Sou a única pessoa que conheço com coronavírus confirmado. E a quase única que conheço que fez um teste.
Basicamente, aqui em Barcelona trabalho algumas horas semanais para uma empresa de cosmética deluxxx como consultora de beleza (é o rotundo título oficial), pra salvar uma grana nessa vida incerta de jornalista viajante e ter papéis em dia. Pois é, nesses momentos tô extrafeliz de ter essa salvaguarda.
Os recursos humanos são ótimos, e, sabendo de uma recente gripe e de meu histórico com o câncer, me ofereceram um PCR, embora, tecnicamente, ao não estar imunodeprimida ou passando por tratamento ativo, eu não faça parte do grupo de risco.
Protocolo, pensei. Me sentia bem, à parte algumas dores por fazer esporte com tutorial do YouTube e certa fadiga, diria, psicofísica por estar tanto tempo em casa.

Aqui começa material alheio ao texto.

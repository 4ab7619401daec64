use std::path::{Component, Path, PathBuf};

use async_trait::async_trait;
use tokio::{
    fs,
    io::{AsyncWriteExt, BufWriter},
};
use tracing::debug;

use super::error::StorageError;
use crate::application::{
    error::ApplicationError,
    services::{FileSink, StorageService},
};

/// Stores uploads as flat files under a single directory.
#[derive(Debug, Clone)]
pub struct LocalDiskStorage {
    root: PathBuf,
}

impl LocalDiskStorage {
    /// Creates `root` if needed and resolves it to an absolute path.
    pub async fn new(root: impl Into<PathBuf>) -> Result<Self, StorageError> {
        let root = root.into();

        fs::create_dir_all(&root).await.map_err(|e| {
            StorageError::DirectoryError(format!("Failed to create {}: {}", root.display(), e))
        })?;

        let root = fs::canonicalize(&root).await.map_err(|e| {
            StorageError::DirectoryError(format!("Failed to resolve {}: {}", root.display(), e))
        })?;

        Ok(Self { root })
    }

    pub fn root(&self) -> &Path {
        &self.root
    }

    /// Maps a generated filename to its location, refusing anything that
    /// is not a single plain path component.
    fn path_for(&self, filename: &str) -> Result<PathBuf, StorageError> {
        let mut components = Path::new(filename).components();
        match (components.next(), components.next()) {
            (Some(Component::Normal(_)), None) => Ok(self.root.join(filename)),
            _ => Err(StorageError::InvalidFilename(filename.to_string())),
        }
    }
}

#[async_trait]
impl StorageService for LocalDiskStorage {
    async fn create(&self, filename: &str) -> Result<Box<dyn FileSink>, ApplicationError> {
        let path = self.path_for(filename)?;

        let file = fs::File::create(&path).await.map_err(|e| {
            StorageError::WriteFailed(format!("Failed to create {}: {}", path.display(), e))
        })?;

        debug!("Opened {} for writing", path.display());

        Ok(Box::new(LocalFileSink {
            path,
            writer: BufWriter::new(file),
        }))
    }

    async fn delete(&self, path: &Path) -> Result<(), ApplicationError> {
        if !path.starts_with(&self.root) {
            return Err(StorageError::InvalidFilename(path.display().to_string()).into());
        }

        fs::remove_file(path).await.map_err(|e| {
            StorageError::DeleteFailed(format!("Failed to delete {}: {}", path.display(), e))
        })?;

        debug!("Deleted {}", path.display());
        Ok(())
    }
}

struct LocalFileSink {
    path: PathBuf,
    writer: BufWriter<fs::File>,
}

#[async_trait]
impl FileSink for LocalFileSink {
    fn path(&self) -> &Path {
        &self.path
    }

    async fn write(&mut self, chunk: &[u8]) -> Result<(), ApplicationError> {
        self.writer.write_all(chunk).await.map_err(|e| {
            StorageError::WriteFailed(format!("Failed to write {}: {}", self.path.display(), e))
        })?;
        Ok(())
    }

    async fn finish(&mut self) -> Result<PathBuf, ApplicationError> {
        self.writer.flush().await.map_err(|e| {
            StorageError::WriteFailed(format!("Failed to flush {}: {}", self.path.display(), e))
        })?;
        Ok(self.path.clone())
    }
}
pub mod controllers;
pub mod dto;
pub mod error;
pub mod middleware;
pub mod router;
pub mod state;
#![allow(dead_code)]

use std::{path::Path, sync::Arc};

use async_trait::async_trait;
use axum_test::{multipart::Part, TestServer};
use image_upload_service::{
    adapters::{
        router::{cors_layer, create_router},
        state::AppState,
    },
    application::{
        error::ApplicationError,
        services::{FileSink, StorageService},
    },
    domain::config::{server::ServerConfig, upload::UploadConfig},
    services::LocalDiskStorage,
};
use tempfile::TempDir;

pub const TEST_TOKEN: &str = "test-secret";

/// Test application with an isolated storage directory
pub struct TestApp {
    pub server: TestServer,
    pub upload_dir: TempDir,
}

impl TestApp {
    pub fn client(&self) -> &TestServer {
        &self.server
    }

    /// Names of the files currently in the storage directory, sorted.
    pub fn stored_files(&self) -> Vec<String> {
        let mut names: Vec<String> = std::fs::read_dir(self.upload_dir.path())
            .expect("Failed to read upload directory")
            .map(|entry| entry.unwrap().file_name().to_string_lossy().into_owned())
            .collect();
        names.sort();
        names
    }
}

pub fn bearer() -> String {
    format!("Bearer {}", TEST_TOKEN)
}

/// A file part of `size` bytes with the given name and declared type.
pub fn image_part(file_name: &str, mime_type: &str, size: usize) -> Part {
    Part::bytes(vec![0xAB; size])
        .file_name(file_name)
        .mime_type(mime_type)
}

pub async fn setup_test_app() -> TestApp {
    setup_test_app_with(|_| {}).await
}

pub async fn setup_test_app_with(configure: impl FnOnce(&mut UploadConfig)) -> TestApp {
    let upload_dir = tempfile::tempdir().expect("Failed to create temp directory");
    let storage = LocalDiskStorage::new(upload_dir.path())
        .await
        .expect("Failed to create local storage");

    let mut config = UploadConfig::new(TEST_TOKEN, upload_dir.path());
    configure(&mut config);

    build(config, Arc::new(storage), upload_dir)
}

/// App whose storage refuses every write.
pub async fn setup_failing_app() -> TestApp {
    let upload_dir = tempfile::tempdir().expect("Failed to create temp directory");
    let config = UploadConfig::new(TEST_TOKEN, upload_dir.path());
    build(config, Arc::new(FailingStorage), upload_dir)
}

fn build(config: UploadConfig, storage: Arc<dyn StorageService>, upload_dir: TempDir) -> TestApp {
    let server_config = ServerConfig {
        port: 0,
        cors_allowed_origins: None,
    };
    let router = create_router(AppState::new(config, storage), cors_layer(&server_config));
    let server = TestServer::new(router).expect("Failed to create test server");

    TestApp { server, upload_dir }
}

struct FailingStorage;

#[async_trait]
impl StorageService for FailingStorage {
    async fn create(&self, filename: &str) -> Result<Box<dyn FileSink>, ApplicationError> {
        Err(ApplicationError::InternalError(format!(
            "read-only file system while creating {}",
            filename
        )))
    }

    async fn delete(&self, path: &Path) -> Result<(), ApplicationError> {
        Err(ApplicationError::InternalError(format!(
            "read-only file system while deleting {}",
            path.display()
        )))
    }
}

O teste, num diminuto consultório com hora marcada no Raval foi tranquilo, como todos já vimos 18.097 vezes pela tevê: bastãozinho na narina, breve cara de desagrado e bora pra casa esperar “de três a seis dias”, porque havia muita demanda. “Mas não se preocupe, o laboratório está trabalhando sem parar nos fins de semana”, comentou a recepcionista detrás da máscara.
Na volta, como vinha fazendo em minhas andanças desde o princípio da desescalada, subi numa bicicleta do serviço público e coincidentemente passei diante de um dos maiores laboratórios da Catalunha, Echevarne, com 250 centros espalhados por Espanha, Andorra e Portugal.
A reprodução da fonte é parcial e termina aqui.